Laissons parler les chiffres 

    Le bilan de l’activité touristique est nettement en deçà des résultats de nos concurrents directes au sud de la Méditerranée : Maroc, Egypte et Turquie.

    Les recettes, en devises, de l’exercice touristique 2024/2025 :

    – Turquie : 65,2 milliards de dollars pour 62 millions de touristes ;

    – Egypte : 14 milliards de dollars pour 15,7 millions de touristes ;

    – Maroc :  14 milliards de dollars pour 19,8 millions de touristes ;

    – Tunisie : 2,5 milliards de dollars pour 11 millions de touristes.

    Une simple analyse des recettes rapportées au nombre de touristes hébergés, nous donne les résultats suivants :

    – Turquie : 1 500 dollars par touriste (environ 4 900 dinars) ;

    – Egypte : 892 dollars par touriste (environ 2 900 dinars) ;

    – Maroc : 710 dollars par touriste (environ 2 300 dinars) ;

    – Tunisie : 227 dollars par touriste (environ 740 dinars).

    Il résulte donc de l’analyse de ces chiffres que le touriste qui se rend en Turquie dépense 7 fois plus que celui qui visite la Tunisie, l touriste qui se rend en Egypte dépense 4 fois plus que celui qui visite la Tunisie et le touriste qui se rend au Maroc dépense 3 fois plus que celui qui visite la Tunisie. Et dire qu’il fut un temps, dans les années 1980 et 1990, où notre pays était leader en Afrique du Nord en termes d’entrées et de recettes ! C’était avant l’adoption de la panacée du all inclusive

    Monsieur Tritar, voilà à quoi nous mène votre politique, qui défend le all inclusive comme étant une nécessité et non un choix, vers davantage de difficultés financières pour l’ensemble du secteur touristique tunisien. N’oubliez jamais que des banques de développement touristiques ont fait faillite, dont la BNDT et la BDET, en raison des difficultés de remboursement des crédits accordés aux hôteliers !

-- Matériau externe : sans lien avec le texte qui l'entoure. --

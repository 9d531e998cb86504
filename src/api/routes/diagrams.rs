//! Diagram sync routes: push, sync, snapshot, pull, history management.

use axum::Json;
use axum::extract::{Path, Query, State};
use axum::http::StatusCode;
use axum::response::IntoResponse;
use axum::routing::{delete, get, post};
use axum_extra::extract::WithRejection;
use serde::Deserialize;
use serde_json::{Value, json};

use super::app_state::AppState;
use super::auth_context::AuthContext;
use super::error::ApiError;
use crate::models::{
    DiagramDocument, DiagramSummary, MutationResponse, PullAllResponse, SnapshotRequest,
    VersionSummary,
};
use crate::services::sync_service::PushOutcome;

pub fn router() -> axum::Router<AppState> {
    axum::Router::new()
        .route("/", get(list))
        .route("/push", post(push))
        .route("/sync", post(sync))
        .route("/pull-all", get(pull_all))
        .route("/pull/{diagram_id}", get(pull))
        .route("/{diagram_id}", get(get_diagram).delete(delete_diagram))
        .route("/{diagram_id}/versions", get(versions))
        .route("/{diagram_id}/versions/{version}", delete(delete_version))
        .route("/{diagram_id}/snapshot", post(snapshot))
}

fn require_id(doc: &DiagramDocument) -> Result<(), ApiError> {
    if doc.id.is_empty() {
        return Err(ApiError::bad_request("Diagram id is required"));
    }
    Ok(())
}

async fn push(
    State(state): State<AppState>,
    auth: AuthContext,
    WithRejection(Json(doc), _): WithRejection<Json<DiagramDocument>, ApiError>,
) -> Result<impl IntoResponse, ApiError> {
    require_id(&doc)?;

    let result = state.sync.push(auth.user_id, &doc).await?;
    let (status, message) = match result.outcome {
        PushOutcome::Created => (StatusCode::CREATED, "Diagram created successfully"),
        PushOutcome::Restored => (StatusCode::OK, "Diagram restored successfully"),
        PushOutcome::Updated => (StatusCode::OK, "Diagram updated successfully"),
    };

    Ok((
        status,
        Json(MutationResponse {
            message: message.to_string(),
            diagram_id: result.external_id,
            version: result.version,
            is_new: None,
        }),
    ))
}

async fn sync(
    State(state): State<AppState>,
    auth: AuthContext,
    WithRejection(Json(doc), _): WithRejection<Json<DiagramDocument>, ApiError>,
) -> Result<impl IntoResponse, ApiError> {
    require_id(&doc)?;

    let result = state.sync.sync(auth.user_id, &doc).await?;
    let status = if result.is_new {
        StatusCode::CREATED
    } else {
        StatusCode::OK
    };
    Ok((
        status,
        Json(MutationResponse {
            message: "Diagram synced successfully".to_string(),
            diagram_id: result.external_id,
            version: result.version,
            is_new: Some(result.is_new),
        }),
    ))
}

async fn snapshot(
    State(state): State<AppState>,
    auth: AuthContext,
    Path(diagram_id): Path<String>,
    WithRejection(Json(req), _): WithRejection<Json<SnapshotRequest>, ApiError>,
) -> Result<impl IntoResponse, ApiError> {
    let result = state
        .sync
        .snapshot(auth.user_id, &diagram_id, &req.description)
        .await?;

    Ok((
        StatusCode::CREATED,
        Json(MutationResponse {
            message: "Snapshot created successfully".to_string(),
            diagram_id: result.external_id,
            version: result.version,
            is_new: None,
        }),
    ))
}

#[derive(Debug, Deserialize)]
struct PullQuery {
    version: Option<String>,
}

async fn pull(
    State(state): State<AppState>,
    auth: AuthContext,
    Path(diagram_id): Path<String>,
    Query(query): Query<PullQuery>,
) -> Result<Json<Value>, ApiError> {
    // An unparseable version is a client error, not a missing version.
    let version = match query.version.as_deref() {
        None | Some("") => None,
        Some(raw) => Some(
            raw.parse::<i64>()
                .map_err(|_| ApiError::bad_request("Invalid version number"))?,
        ),
    };

    let doc = state.sync.pull(auth.user_id, &diagram_id, version).await?;
    Ok(Json(doc))
}

async fn pull_all(
    State(state): State<AppState>,
    auth: AuthContext,
) -> Result<Json<PullAllResponse>, ApiError> {
    let diagrams = state.sync.pull_all(auth.user_id).await?;
    let count = diagrams.len();
    Ok(Json(PullAllResponse { diagrams, count }))
}

async fn list(
    State(state): State<AppState>,
    auth: AuthContext,
) -> Result<Json<Vec<DiagramSummary>>, ApiError> {
    let diagrams = state.sync.list(auth.user_id).await?;
    Ok(Json(diagrams.iter().map(DiagramSummary::from).collect()))
}

async fn get_diagram(
    State(state): State<AppState>,
    auth: AuthContext,
    Path(diagram_id): Path<String>,
) -> Result<Json<DiagramSummary>, ApiError> {
    let diagram = state.sync.get(auth.user_id, &diagram_id).await?;
    Ok(Json(DiagramSummary::from(&diagram)))
}

async fn delete_diagram(
    State(state): State<AppState>,
    auth: AuthContext,
    Path(diagram_id): Path<String>,
) -> Result<Json<Value>, ApiError> {
    state.sync.delete_diagram(auth.user_id, &diagram_id).await?;
    Ok(Json(json!({ "message": "Diagram deleted successfully" })))
}

async fn versions(
    State(state): State<AppState>,
    auth: AuthContext,
    Path(diagram_id): Path<String>,
) -> Result<Json<Vec<VersionSummary>>, ApiError> {
    let versions = state.sync.versions(auth.user_id, &diagram_id).await?;
    Ok(Json(versions.iter().map(VersionSummary::from).collect()))
}

async fn delete_version(
    State(state): State<AppState>,
    auth: AuthContext,
    Path((diagram_id, version)): Path<(String, i64)>,
) -> Result<Json<Value>, ApiError> {
    state
        .sync
        .delete_version(auth.user_id, &diagram_id, version)
        .await?;
    Ok(Json(json!({ "message": "Version deleted successfully" })))
}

    Continuez à justifier et à pratiquer le all inclusive et, peut-être, d’autres gratuités, et vous allez accélérer la mort du tourisme tunisien, qui est déjà moribond, en dépit des déclarations d’autosatisfaction des responsables du secteur qui ne trompent plus personne.

    Comment redresser un tourisme tunisien moribond ?

    Mes conseils de professionnel du secteur pour un redressement réel de la situation actuelle du notre tourisme avant qu’il ne coule :

    1 – relevez le taux annuel d’occupation qui se trouve sous la barre des 45% en recourant à des formules plus fructueuses que le all inclusive ;

    2 – améliorez les services rendus, en particulier dans les hôtels 4 et 5 étoiles ;

    3 – luttez contre le bradage des prix ;

    4 – choisissez sans plus tarder un programme de formation continue pertinente ;

    5 – mettez en œuvre un programme de formation de base, en particulier dans le secteur de la buanderie qui laisse beaucoup à désirer. 

    A propos de buanderie, ce sous-secteur ne bénéficie d’aucune attention ni de la part des hôteliers, ni de celle de l’ONTT (absence de formation à l’Iseth de Sidi Dhrif et aux Centre régionaux de formation relevant de l’ONTT).